Currently, the U.S. faces challenges reusing or disposing of used nuclear fuel, which largely remains stored at reactor sites nationwide. By recycling used fuel at or near the site where the fuel is initially used, RPB technologies aim to minimize risks associated with its transportation and storage. For example, large containers of used nuclear fuel would not need to travel from point A to point B via U.S. roadways. The smaller-scale, more local approach to recycling materials would be attractive to the public, less expensive to achieve and include multiple other safety efficiencies.
"The stakes are high in the nuclear industry, and so is the potential for impactful innovation," said Servis. She noted that smaller-volume RPB contactors could replace larger, more cumbersome equipment. This would reduce the amount of costly safety shielding typically required to protect workers against radiation.

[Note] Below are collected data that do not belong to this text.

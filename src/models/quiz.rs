// src/models/quiz.rs

use std::collections::BTreeMap;

use chrono::{DateTime, Utc};
use serde::{Deserialize, Serialize};
use utoipa::ToSchema;
use uuid::Uuid;
use validator::Validate;

use crate::models::question::{Difficulty, PublicQuestion};

/// Lifecycle of a quiz session.
#[derive(Debug, Clone, Copy, PartialEq, Eq, Serialize, Deserialize, ToSchema)]
#[serde(rename_all = "snake_case")]
pub enum Phase {
    Setup,
    InProgress,
    Result,
}

/// How an InProgress session reached the Result phase.
#[derive(Debug, Clone, Copy, PartialEq, Eq, Serialize, Deserialize, ToSchema)]
#[serde(rename_all = "snake_case")]
pub enum EndReason {
    Submitted,
    TimeUp,
}

/// Attempted/correct tally for one slice of the session (a difficulty, a topic, ...).
#[derive(Debug, Clone, Default, PartialEq, Eq, Serialize, Deserialize, ToSchema)]
pub struct CategoryStats {
    pub total: usize,
    pub attempted: usize,
    pub correct: usize,
}

/// Derived once when the session enters the Result phase.
#[derive(Debug, Clone, PartialEq, Eq, Serialize, Deserialize, ToSchema)]
#[serde(rename_all = "camelCase")]
pub struct ScoreSummary {
    pub total: usize,
    pub correct: usize,
    pub incorrect: usize,
    pub unanswered: usize,
    /// `round(correct / total * 100)`, 0 for an empty session.
    pub percentage: u32,
    pub by_difficulty: BTreeMap<Difficulty, CategoryStats>,
    pub by_topic: BTreeMap<String, CategoryStats>,
    pub by_company_type: BTreeMap<String, CategoryStats>,
}

/// DTO for creating or restarting a session.
/// `companies` narrows the pool; omitted keeps the current filter.
#[derive(Debug, Default, Deserialize, Validate, ToSchema)]
pub struct StartQuizRequest {
    #[validate(length(max = 50), custom(function = validate_company_names))]
    pub companies: Option<Vec<String>>,
}

fn validate_company_names(companies: &[String]) -> Result<(), validator::ValidationError> {
    for name in companies {
        if name.trim().is_empty() {
            return Err(validator::ValidationError::new("company_name_cannot_be_empty"));
        }
        if name.chars().count() > 100 {
            return Err(validator::ValidationError::new("company_name_too_long"));
        }
    }
    Ok(())
}

#[derive(Debug, Deserialize, ToSchema)]
#[serde(rename_all = "camelCase")]
pub struct AnswerRequest {
    pub option_index: usize,
}

#[derive(Debug, Deserialize, ToSchema)]
pub struct NavigateRequest {
    pub index: usize,
}

/// Snapshot of a session for the quiz screen.
#[derive(Debug, Serialize, ToSchema)]
#[serde(rename_all = "camelCase")]
pub struct SessionView {
    pub session_id: Uuid,
    pub phase: Phase,
    pub attempt: u32,
    pub companies: Vec<String>,
    pub total_questions: usize,
    pub current_index: usize,
    pub current_question: Option<PublicQuestion>,
    pub answers: Vec<Option<usize>>,
    pub flagged: Vec<usize>,
    pub answered_count: usize,
    pub remaining_secs: u32,
    pub running: bool,
    pub awaiting_confirmation: bool,
    pub started_at: Option<DateTime<Utc>>,
}

/// Returned by a manual submit; the session only finishes after confirmation.
#[derive(Debug, Clone, PartialEq, Eq, Serialize, ToSchema)]
#[serde(rename_all = "camelCase")]
pub struct SubmitConfirmation {
    pub answered: usize,
    pub total: usize,
    pub flagged: usize,
    pub unanswered: usize,
    pub warning: Option<String>,
}

/// One line of the post-quiz review.
#[derive(Debug, Serialize, ToSchema)]
#[serde(rename_all = "camelCase")]
pub struct QuestionReview {
    pub id: String,
    pub prompt: String,
    pub options: Vec<String>,
    pub selected_index: Option<usize>,
    pub correct_answer_index: usize,
    pub is_correct: bool,
    pub flagged: bool,
    pub explanation: String,
}

#[derive(Debug, Serialize, ToSchema)]
#[serde(rename_all = "camelCase")]
pub struct ResultView {
    pub session_id: Uuid,
    pub ended_by: EndReason,
    pub time_taken_secs: u32,
    pub finished_at: Option<DateTime<Utc>>,
    pub summary: ScoreSummary,
    pub review: Vec<QuestionReview>,
}
// src/models/mod.rs

pub mod execution;
pub mod question;
pub mod quiz;
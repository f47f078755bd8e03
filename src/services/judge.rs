// src/services/judge.rs

use std::sync::Arc;

use crate::{
    config::{HIDDEN_PLACEHOLDER, RUN_MODE_CASE_LIMIT},
    models::execution::{
        ExecutionResult, ExecuteResponse, Language, RunMode, TestCase, Verdict,
    },
    services::{classifier::TIME_LIMIT_MESSAGE, execution_backend::ExecutionBackend},
};

/// A request that already passed validation.
#[derive(Debug, Clone)]
pub struct Submission {
    pub code: String,
    pub language: Language,
    pub mode: RunMode,
    pub test_cases: Vec<TestCase>,
}

/// Applies the run/submit policy on top of an `ExecutionBackend`.
///
/// Cases are executed strictly in order, one at a time.
#[derive(Clone)]
pub struct Judge {
    backend: Arc<dyn ExecutionBackend>,
}

impl Judge {
    pub fn new(backend: Arc<dyn ExecutionBackend>) -> Self {
        Self { backend }
    }

    pub async fn judge(&self, submission: &Submission) -> ExecuteResponse {
        match submission.mode {
            RunMode::Run => self.run_samples(submission).await,
            RunMode::Submit => self.submit(submission).await,
        }
    }

    /// Visible cases only, at most `RUN_MODE_CASE_LIMIT` of them, no verdict.
    async fn run_samples(&self, submission: &Submission) -> ExecuteResponse {
        let mut results = Vec::new();
        for case in submission
            .test_cases
            .iter()
            .filter(|c| !c.is_hidden)
            .take(RUN_MODE_CASE_LIMIT)
        {
            let result = self
                .backend
                .execute(&submission.code, submission.language, case)
                .await;
            results.push(result);
        }

        let total_count = results.len();
        build_response(None, results, total_count)
    }

    /// Every case in order, stopping at the first failure.
    ///
    /// A failing hidden case has its input and expected output redacted.
    /// `total_count` stays the full case count even when execution stops early.
    async fn submit(&self, submission: &Submission) -> ExecuteResponse {
        let mut results = Vec::new();
        for case in &submission.test_cases {
            let mut result = self
                .backend
                .execute(&submission.code, submission.language, case)
                .await;

            let failed = !result.passed;
            if failed && result.is_hidden {
                redact(&mut result);
            }
            results.push(result);

            if failed {
                break;
            }
        }

        let verdict = aggregate_verdict(&results);
        build_response(Some(verdict), results, submission.test_cases.len())
    }
}

fn redact(result: &mut ExecutionResult) {
    result.input = HIDDEN_PLACEHOLDER.to_string();
    result.expected_output = HIDDEN_PLACEHOLDER.to_string();
}

/// Accepted if everything passed, otherwise decided by the first failing case.
pub fn aggregate_verdict(results: &[ExecutionResult]) -> Verdict {
    let Some(failure) = results.iter().find(|r| !r.passed) else {
        return Verdict::Accepted;
    };

    match failure.error.as_deref() {
        Some(error) if error.contains(TIME_LIMIT_MESSAGE) => Verdict::TimeLimitExceeded,
        Some(error) if !error.is_empty() => Verdict::RuntimeError,
        _ => Verdict::WrongAnswer,
    }
}

fn build_response(
    verdict: Option<Verdict>,
    results: Vec<ExecutionResult>,
    total_count: usize,
) -> ExecuteResponse {
    let total_execution_time = results.iter().map(|r| r.execution_time_ms).sum();
    let passed_count = results.iter().filter(|r| r.passed).count();

    ExecuteResponse {
        verdict,
        results,
        total_execution_time,
        passed_count,
        total_count,
    }
}
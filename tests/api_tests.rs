// tests/api_tests.rs

use prep_backend::{config::Config, routes, services::question_bank::QuestionBank, state::AppState};
use serde_json::{Value, json};

/// Helper function to spawn the app on a random port for testing.
/// Returns the base URL (e.g., "http://127.0.0.1:12345").
async fn spawn_app() -> String {
    // 1. Test configuration: no judge latency, unrecognized code always "passes"
    let config = Config {
        rust_log: "error".to_string(),
        judge_case_delay_ms: 0,
        judge_accept_probability: 1.0,
        ..Config::default()
    };

    // 2. Create the router with the bundled question pool
    let bank = QuestionBank::bundled().expect("Bundled question bank should load");
    let app = routes::create_router(AppState::new(config, bank));

    // 3. Bind to port 0 to get a random available port
    let listener = tokio::net::TcpListener::bind("127.0.0.1:0")
        .await
        .expect("Failed to bind random port");

    let port = listener.local_addr().unwrap().port();
    let address = format!("http://127.0.0.1:{}", port);

    // 4. Spawn the server in the background
    tokio::spawn(async move {
        axum::serve(listener, app).await.unwrap();
    });

    address
}

#[tokio::test]
async fn health_check_404() {
    // Arrange
    let address = spawn_app().await;
    let client = reqwest::Client::new();

    // Act
    let response = client
        .get(&format!("{}/random_path_that_does_not_exist", address))
        .send()
        .await
        .expect("Failed to execute request");

    // Assert
    assert_eq!(response.status().as_u16(), 404);
}

#[tokio::test]
async fn execute_rejects_missing_fields() {
    let address = spawn_app().await;
    let client = reqwest::Client::new();

    let response = client
        .post(&format!("{}/api/execute", address))
        .json(&json!({ "language": "python", "mode": "run" }))
        .send()
        .await
        .expect("Failed to execute request");

    assert_eq!(response.status().as_u16(), 400);
    let body: Value = response.json().await.unwrap();
    assert!(body["error"].is_string());
}

#[tokio::test]
async fn execute_rejects_unsupported_language() {
    let address = spawn_app().await;
    let client = reqwest::Client::new();

    let response = client
        .post(&format!("{}/api/execute", address))
        .json(&json!({
            "code": "puts 4",
            "language": "ruby",
            "mode": "submit",
            "testCases": [{ "input": "2+2", "expectedOutput": "4", "isHidden": false }],
            "problemId": "sum"
        }))
        .send()
        .await
        .expect("Failed to execute request");

    assert_eq!(response.status().as_u16(), 400);
    let body: Value = response.json().await.unwrap();
    assert_eq!(body["error"], "Unsupported language: ruby");
}

#[tokio::test]
async fn execute_accepts_matching_output() {
    let address = spawn_app().await;
    let client = reqwest::Client::new();

    let response = client
        .post(&format!("{}/api/execute", address))
        .json(&json!({
            "code": "def add(expr):\n    left, right = expr.split('+')\n    return int(left) + int(right)\n",
            "language": "python",
            "mode": "submit",
            "testCases": [{ "input": "2+2", "expectedOutput": "4", "isHidden": false }],
            "problemId": "sum"
        }))
        .send()
        .await
        .expect("Failed to execute request");

    assert_eq!(response.status().as_u16(), 200);
    let body: Value = response.json().await.unwrap();
    assert_eq!(body["verdict"], "Accepted");
    assert_eq!(body["passedCount"], 1);
    assert_eq!(body["totalCount"], 1);
    assert_eq!(body["results"][0]["passed"], true);
    assert_eq!(body["results"][0]["actualOutput"], "4");
}

#[tokio::test]
async fn execute_syntax_error_is_a_judged_response() {
    let address = spawn_app().await;
    let client = reqwest::Client::new();

    let response = client
        .post(&format!("{}/api/execute", address))
        .json(&json!({
            "code": "print('unterminated",
            "language": "python",
            "mode": "submit",
            "testCases": [
                { "input": "1", "expectedOutput": "1" },
                { "input": "2", "expectedOutput": "2", "isHidden": true }
            ],
            "problemId": "echo"
        }))
        .send()
        .await
        .expect("Failed to execute request");

    // The program failed, not the judge.
    assert_eq!(response.status().as_u16(), 200);
    let body: Value = response.json().await.unwrap();
    assert_eq!(body["verdict"], "Runtime Error");
    assert_eq!(body["results"].as_array().unwrap().len(), 1);
    assert_eq!(body["totalCount"], 2);
    assert_eq!(body["passedCount"], 0);
    assert_eq!(
        body["results"][0]["error"],
        "SyntaxError: EOL while scanning string literal"
    );
}

#[tokio::test]
async fn execute_run_mode_has_no_verdict() {
    let address = spawn_app().await;
    let client = reqwest::Client::new();

    let cases: Vec<Value> = (1..=5)
        .map(|i| json!({ "input": i.to_string(), "expectedOutput": i.to_string() }))
        .collect();

    let body: Value = client
        .post(&format!("{}/api/execute", address))
        .json(&json!({
            "code": "int main() { int a; std::cin >> a; std::cout << a; return 0; }",
            "language": "cpp",
            "mode": "run",
            "testCases": cases,
            "problemId": "echo"
        }))
        .send()
        .await
        .expect("Failed to execute request")
        .json()
        .await
        .unwrap();

    assert!(body.get("verdict").is_none());
    assert_eq!(body["results"].as_array().unwrap().len(), 3);
    assert_eq!(body["totalCount"], 3);
}

#[tokio::test]
async fn question_library_lists_companies() {
    let address = spawn_app().await;
    let client = reqwest::Client::new();

    let companies: Vec<String> = client
        .get(&format!("{}/api/questions/companies", address))
        .send()
        .await
        .expect("Failed to execute request")
        .json()
        .await
        .unwrap();
    assert!(companies.contains(&"Google".to_string()));

    let questions: Vec<Value> = client
        .get(&format!("{}/api/questions?company=google&difficulty=Hard", address))
        .send()
        .await
        .expect("Failed to execute request")
        .json()
        .await
        .unwrap();
    assert!(!questions.is_empty());
    for q in &questions {
        assert_eq!(q["difficulty"], "Hard");
        assert!(q.get("correctAnswerIndex").is_none());
    }

    let bad = client
        .get(&format!("{}/api/questions?difficulty=impossible", address))
        .send()
        .await
        .expect("Failed to execute request");
    assert_eq!(bad.status().as_u16(), 400);
}

#[tokio::test]
async fn test_quiz_flow() {
    // Arrange
    let address = spawn_app().await;
    let client = reqwest::Client::new();

    // 1. Start a quiz filtered to Google questions
    let created = client
        .post(&format!("{}/api/quiz/sessions", address))
        .json(&json!({ "companies": ["Google"] }))
        .send()
        .await
        .expect("Create session failed");
    assert_eq!(created.status().as_u16(), 201);

    let view: Value = created.json().await.unwrap();
    let id = view["sessionId"].as_str().expect("Session id not found").to_string();
    let total = view["totalQuestions"].as_u64().unwrap() as usize;
    assert_eq!(view["phase"], "in_progress");
    assert!(total > 0);
    assert_eq!(view["answers"].as_array().unwrap().len(), total);
    assert!(view["currentQuestion"].get("correctAnswerIndex").is_none());

    let session_url = format!("{}/api/quiz/sessions/{}", address, id);

    // 2. Answer the first question, flag it, then try to go back from the start
    let view: Value = client
        .post(&format!("{}/answer", session_url))
        .json(&json!({ "optionIndex": 1 }))
        .send()
        .await
        .unwrap()
        .json()
        .await
        .unwrap();
    assert_eq!(view["answers"][0], 1);

    let out_of_range = client
        .post(&format!("{}/answer", session_url))
        .json(&json!({ "optionIndex": 9 }))
        .send()
        .await
        .unwrap();
    assert_eq!(out_of_range.status().as_u16(), 400);

    client.post(&format!("{}/flag", session_url)).send().await.unwrap();

    let view: Value = client
        .post(&format!("{}/previous", session_url))
        .send()
        .await
        .unwrap()
        .json()
        .await
        .unwrap();
    assert_eq!(view["currentIndex"], 0);
    assert_eq!(view["flagged"], json!([0]));

    // 3. Jumping past the end is clamped
    let view: Value = client
        .post(&format!("{}/navigate", session_url))
        .json(&json!({ "index": 999 }))
        .send()
        .await
        .unwrap()
        .json()
        .await
        .unwrap();
    assert_eq!(view["currentIndex"].as_u64().unwrap() as usize, total - 1);

    // 4. Confirming without submitting first is refused
    let premature = client
        .post(&format!("{}/submit/confirm", session_url))
        .send()
        .await
        .unwrap();
    assert_eq!(premature.status().as_u16(), 409);

    // 5. Submit, then confirm
    let confirmation: Value = client
        .post(&format!("{}/submit", session_url))
        .send()
        .await
        .unwrap()
        .json()
        .await
        .unwrap();
    assert_eq!(confirmation["answered"], 1);
    assert_eq!(confirmation["flagged"], 1);
    assert_eq!(confirmation["total"].as_u64().unwrap() as usize, total);

    let result_resp = client
        .post(&format!("{}/submit/confirm", session_url))
        .send()
        .await
        .unwrap();
    assert_eq!(result_resp.status().as_u16(), 200);
    let result: Value = result_resp.json().await.unwrap();
    assert_eq!(result["endedBy"], "submitted");
    assert_eq!(result["summary"]["total"].as_u64().unwrap() as usize, total);
    assert_eq!(result["summary"]["unanswered"].as_u64().unwrap() as usize, total - 1);
    assert_eq!(result["review"].as_array().unwrap().len(), total);
    assert!(result["review"][0]["explanation"].is_string());

    // 6. The finished session is frozen
    let frozen = client
        .post(&format!("{}/answer", session_url))
        .json(&json!({ "optionIndex": 0 }))
        .send()
        .await
        .unwrap();
    assert_eq!(frozen.status().as_u16(), 409);

    let again: Value = client
        .get(&format!("{}/result", session_url))
        .send()
        .await
        .unwrap()
        .json()
        .await
        .unwrap();
    assert_eq!(again["summary"], result["summary"]);

    // 7. Retry keeps the filter and a fresh start gets a clean answer sheet
    let view: Value = client
        .post(&format!("{}/retry", session_url))
        .send()
        .await
        .unwrap()
        .json()
        .await
        .unwrap();
    assert_eq!(view["phase"], "setup");
    assert_eq!(view["companies"], json!(["Google"]));

    let view: Value = client
        .post(&format!("{}/start", session_url))
        .json(&json!({}))
        .send()
        .await
        .unwrap()
        .json()
        .await
        .unwrap();
    assert_eq!(view["phase"], "in_progress");
    assert_eq!(view["attempt"], 2);
    assert_eq!(view["answeredCount"], 0);

    // 8. Leave
    let deleted = client.delete(&session_url).send().await.unwrap();
    assert_eq!(deleted.status().as_u16(), 204);
    let gone = client.get(&session_url).send().await.unwrap();
    assert_eq!(gone.status().as_u16(), 404);
}

#[tokio::test]
async fn unmatched_filter_still_starts_a_quiz() {
    let address = spawn_app().await;
    let client = reqwest::Client::new();

    let view: Value = client
        .post(&format!("{}/api/quiz/sessions", address))
        .json(&json!({ "companies": ["No Such Company"] }))
        .send()
        .await
        .unwrap()
        .json()
        .await
        .unwrap();

    assert_eq!(view["totalQuestions"], 15);
}
// src/handlers/questions.rs

use std::sync::Arc;

use axum::{
    Json,
    extract::{Query, State},
    response::IntoResponse,
};

use crate::{
    error::AppError,
    models::question::{Difficulty, PublicQuestion, QuestionListParams},
    services::question_bank::QuestionBank,
};

/// Browses the question library.
///
/// All given filters must match (company and topic are case-insensitive).
/// Answer keys are never included.
#[utoipa::path(
    get,
    path = "/api/questions",
    tag = "questions",
    params(QuestionListParams),
    responses(
        (status = 200, description = "Matching questions", body = [PublicQuestion]),
        (status = 400, description = "Unknown difficulty")
    )
)]
pub async fn list_questions(
    State(bank): State<Arc<QuestionBank>>,
    Query(params): Query<QuestionListParams>,
) -> Result<impl IntoResponse, AppError> {
    let difficulty = params
        .difficulty
        .as_deref()
        .map(str::parse::<Difficulty>)
        .transpose()
        .map_err(AppError::BadRequest)?;

    let questions: Vec<PublicQuestion> = bank
        .search(params.company.as_deref(), params.topic.as_deref(), difficulty)
        .into_iter()
        .map(PublicQuestion::from)
        .collect();

    Ok(Json(questions))
}

/// Distinct company names, for the quiz filter picker.
#[utoipa::path(get, path = "/api/questions/companies", tag = "questions", responses((status = 200, body = [String])))]
pub async fn list_companies(State(bank): State<Arc<QuestionBank>>) -> impl IntoResponse {
    Json(bank.companies())
}

#[utoipa::path(get, path = "/api/questions/topics", tag = "questions", responses((status = 200, body = [String])))]
pub async fn list_topics(State(bank): State<Arc<QuestionBank>>) -> impl IntoResponse {
    Json(bank.topics())
}
// src/services/score.rs

use std::collections::BTreeMap;

use crate::models::{
    question::{Difficulty, Question},
    quiz::{CategoryStats, ScoreSummary},
};

fn tally(stats: &mut CategoryStats, answered: bool, correct: bool) {
    stats.total += 1;
    if answered {
        stats.attempted += 1;
    }
    if correct {
        stats.correct += 1;
    }
}

/// Scores a finished session.
///
/// Pure over `(questions, answers)`; both slices are indexed identically.
/// Every difficulty level is always present in `by_difficulty`, topics and
/// company types only when they occur in the session.
pub fn summarize(questions: &[Question], answers: &[Option<usize>]) -> ScoreSummary {
    let mut correct = 0;
    let mut incorrect = 0;
    let mut unanswered = 0;

    let mut by_difficulty: BTreeMap<Difficulty, CategoryStats> = Difficulty::ALL
        .iter()
        .map(|d| (*d, CategoryStats::default()))
        .collect();
    let mut by_topic: BTreeMap<String, CategoryStats> = BTreeMap::new();
    let mut by_company_type: BTreeMap<String, CategoryStats> = BTreeMap::new();

    for (question, answer) in questions.iter().zip(answers.iter()) {
        let is_correct = *answer == Some(question.correct_answer_index);
        match answer {
            None => unanswered += 1,
            Some(_) if is_correct => correct += 1,
            Some(_) => incorrect += 1,
        }

        let answered = answer.is_some();
        tally(
            by_difficulty.entry(question.difficulty).or_default(),
            answered,
            is_correct,
        );
        tally(
            by_topic.entry(question.topic.clone()).or_default(),
            answered,
            is_correct,
        );
        tally(
            by_company_type
                .entry(question.company_type.clone())
                .or_default(),
            answered,
            is_correct,
        );
    }

    let total = questions.len();

    ScoreSummary {
        total,
        correct,
        incorrect,
        unanswered,
        percentage: percentage(correct, total),
        by_difficulty,
        by_topic,
        by_company_type,
    }
}

/// `round(correct / total * 100)`, half away from zero.
pub fn percentage(correct: usize, total: usize) -> u32 {
    if total == 0 {
        return 0;
    }
    (correct as f64 / total as f64 * 100.0).round() as u32
}

#[cfg(test)]
mod tests {
    use super::*;

    fn question(difficulty: Difficulty, topic: &str, company_type: &str) -> Question {
        Question {
            id: format!("{}-{}", topic, company_type),
            prompt: "Prompt".to_string(),
            options: vec!["A".into(), "B".into(), "C".into(), "D".into()],
            correct_answer_index: 1,
            difficulty,
            topic: topic.to_string(),
            company_type: company_type.to_string(),
            companies: vec![],
            explanation: String::new(),
        }
    }

    #[test]
    fn test_summary_counts() {
        let questions = vec![
            question(Difficulty::Easy, "Arrays", "Product"),
            question(Difficulty::Easy, "DBMS", "Service"),
            question(Difficulty::Hard, "Arrays", "Product"),
        ];
        let answers = vec![Some(1), Some(0), None];

        let summary = summarize(&questions, &answers);
        assert_eq!(summary.total, 3);
        assert_eq!(summary.correct, 1);
        assert_eq!(summary.incorrect, 1);
        assert_eq!(summary.unanswered, 1);
        assert_eq!(summary.percentage, 33);

        let easy = &summary.by_difficulty[&Difficulty::Easy];
        assert_eq!((easy.total, easy.attempted, easy.correct), (2, 2, 1));
        let medium = &summary.by_difficulty[&Difficulty::Medium];
        assert_eq!((medium.total, medium.attempted, medium.correct), (0, 0, 0));

        let arrays = &summary.by_topic["Arrays"];
        assert_eq!((arrays.total, arrays.attempted, arrays.correct), (2, 1, 1));
        assert_eq!(summary.by_company_type["Service"].correct, 0);
    }

    #[test]
    fn test_summary_is_deterministic() {
        let questions = vec![
            question(Difficulty::Medium, "OS", "Product"),
            question(Difficulty::Hard, "Networks", "Service"),
        ];
        let answers = vec![Some(1), Some(1)];

        let first = serde_json::to_string(&summarize(&questions, &answers)).unwrap();
        let second = serde_json::to_string(&summarize(&questions, &answers)).unwrap();
        assert_eq!(first, second);
    }

    #[test]
    fn test_percentage_rounding() {
        assert_eq!(percentage(2, 3), 67);
        assert_eq!(percentage(1, 8), 13);
        assert_eq!(percentage(15, 15), 100);
        assert_eq!(percentage(0, 0), 0);
    }
}
// src/models/execution.rs

use std::fmt;
use std::str::FromStr;

use serde::{Deserialize, Serialize};
use utoipa::ToSchema;
use validator::Validate;

use crate::config::MAX_SOURCE_CODE_BYTES;

#[derive(Debug, Clone, Copy, PartialEq, Eq, Hash, Serialize, Deserialize, ToSchema)]
#[serde(rename_all = "lowercase")]
pub enum Language {
    Python,
    Java,
    Cpp,
    Javascript,
}

impl FromStr for Language {
    type Err = String;

    /// Case-insensitive. The error is the client-facing message.
    fn from_str(s: &str) -> Result<Self, Self::Err> {
        match s.trim().to_ascii_lowercase().as_str() {
            "python" => Ok(Self::Python),
            "java" => Ok(Self::Java),
            "cpp" => Ok(Self::Cpp),
            "javascript" => Ok(Self::Javascript),
            _ => Err(format!("Unsupported language: {}", s)),
        }
    }
}

impl Language {
    pub fn as_str(&self) -> &'static str {
        match self {
            Self::Python => "python",
            Self::Java => "java",
            Self::Cpp => "cpp",
            Self::Javascript => "javascript",
        }
    }
}

impl fmt::Display for Language {
    fn fmt(&self, f: &mut fmt::Formatter<'_>) -> fmt::Result {
        f.write_str(self.as_str())
    }
}

/// `run` is a quick sample check, `submit` is the full judged attempt.
#[derive(Debug, Clone, Copy, Default, PartialEq, Eq, Serialize, Deserialize, ToSchema)]
#[serde(rename_all = "lowercase")]
pub enum RunMode {
    #[default]
    Run,
    Submit,
}

#[derive(Debug, Clone, PartialEq, Eq, Serialize, Deserialize, ToSchema)]
#[serde(rename_all = "camelCase")]
pub struct TestCase {
    pub input: String,
    pub expected_output: String,
    #[serde(default)]
    pub is_hidden: bool,
}

/// Aggregate classification of a submission.
#[derive(Debug, Clone, Copy, PartialEq, Eq, Serialize, Deserialize, ToSchema)]
pub enum Verdict {
    Accepted,
    #[serde(rename = "Wrong Answer")]
    WrongAnswer,
    #[serde(rename = "Time Limit Exceeded")]
    TimeLimitExceeded,
    #[serde(rename = "Runtime Error")]
    RuntimeError,
}

/// Outcome of one test case. `error` being set implies `passed == false`.
#[derive(Debug, Clone, PartialEq, Eq, Serialize, Deserialize, ToSchema)]
#[serde(rename_all = "camelCase")]
pub struct ExecutionResult {
    pub input: String,
    pub expected_output: String,
    pub is_hidden: bool,
    pub passed: bool,
    pub actual_output: String,
    pub execution_time_ms: u64,
    #[serde(skip_serializing_if = "Option::is_none")]
    pub error: Option<String>,
}

impl ExecutionResult {
    /// Result for a program that produced `actual_output`; pass/fail is a trimmed comparison.
    pub fn completed(case: &TestCase, actual_output: String, execution_time_ms: u64) -> Self {
        let passed = actual_output.trim() == case.expected_output.trim();
        Self {
            input: case.input.clone(),
            expected_output: case.expected_output.clone(),
            is_hidden: case.is_hidden,
            passed,
            actual_output,
            execution_time_ms,
            error: None,
        }
    }

    /// Result for a program that crashed, failed to compile or timed out.
    pub fn errored(case: &TestCase, error: impl Into<String>, execution_time_ms: u64) -> Self {
        Self {
            input: case.input.clone(),
            expected_output: case.expected_output.clone(),
            is_hidden: case.is_hidden,
            passed: false,
            actual_output: String::new(),
            execution_time_ms,
            error: Some(error.into()),
        }
    }
}

/// Body of `POST /api/execute`.
/// Required fields are optional here so that a missing field is a 400 with a readable message.
#[derive(Debug, Deserialize, Validate, ToSchema)]
#[serde(rename_all = "camelCase")]
pub struct ExecuteRequest {
    #[validate(
        required(message = "Missing required field: code"),
        custom(function = validate_source_size)
    )]
    pub code: Option<String>,

    #[validate(required(message = "Missing required field: language"))]
    pub language: Option<String>,

    #[serde(default)]
    pub mode: RunMode,

    #[validate(
        required(message = "Missing required field: testCases"),
        length(min = 1, message = "testCases cannot be empty")
    )]
    pub test_cases: Option<Vec<TestCase>>,

    #[serde(default)]
    pub problem_id: Option<String>,
}

/// Source size is capped in bytes, not characters.
fn validate_source_size(code: &str) -> Result<(), validator::ValidationError> {
    if code.is_empty() || code.len() > MAX_SOURCE_CODE_BYTES {
        return Err(validator::ValidationError::new("code_size")
            .with_message("code must be between 1 byte and 64 KiB".into()));
    }
    Ok(())
}

#[derive(Debug, Clone, Serialize, Deserialize, ToSchema)]
#[serde(rename_all = "camelCase")]
pub struct ExecuteResponse {
    /// Only present in submit mode.
    #[serde(skip_serializing_if = "Option::is_none")]
    pub verdict: Option<Verdict>,
    pub results: Vec<ExecutionResult>,
    pub total_execution_time: u64,
    pub passed_count: usize,
    pub total_count: usize,
}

Servis and her team are exploring three different approaches that use RPB technology to extract uranium and transuranic elements, and rare earth elements: gas scrubbing, liquid-liquid extraction and solid phase extraction. In each approach, they capitalize on a state of matter - gas, liquid or solid - to separate wanted materials from unwanted. Once the desired materials are isolated in a new stream or solution, they can be recovered. The unwanted materials, meanwhile, can be discarded in smaller, less hazardous quantities.
Argonne collaborates on this research with Case Western Reserve University.
"Our research is not just about refining technologies, it's about redefining possibilities," Servis said.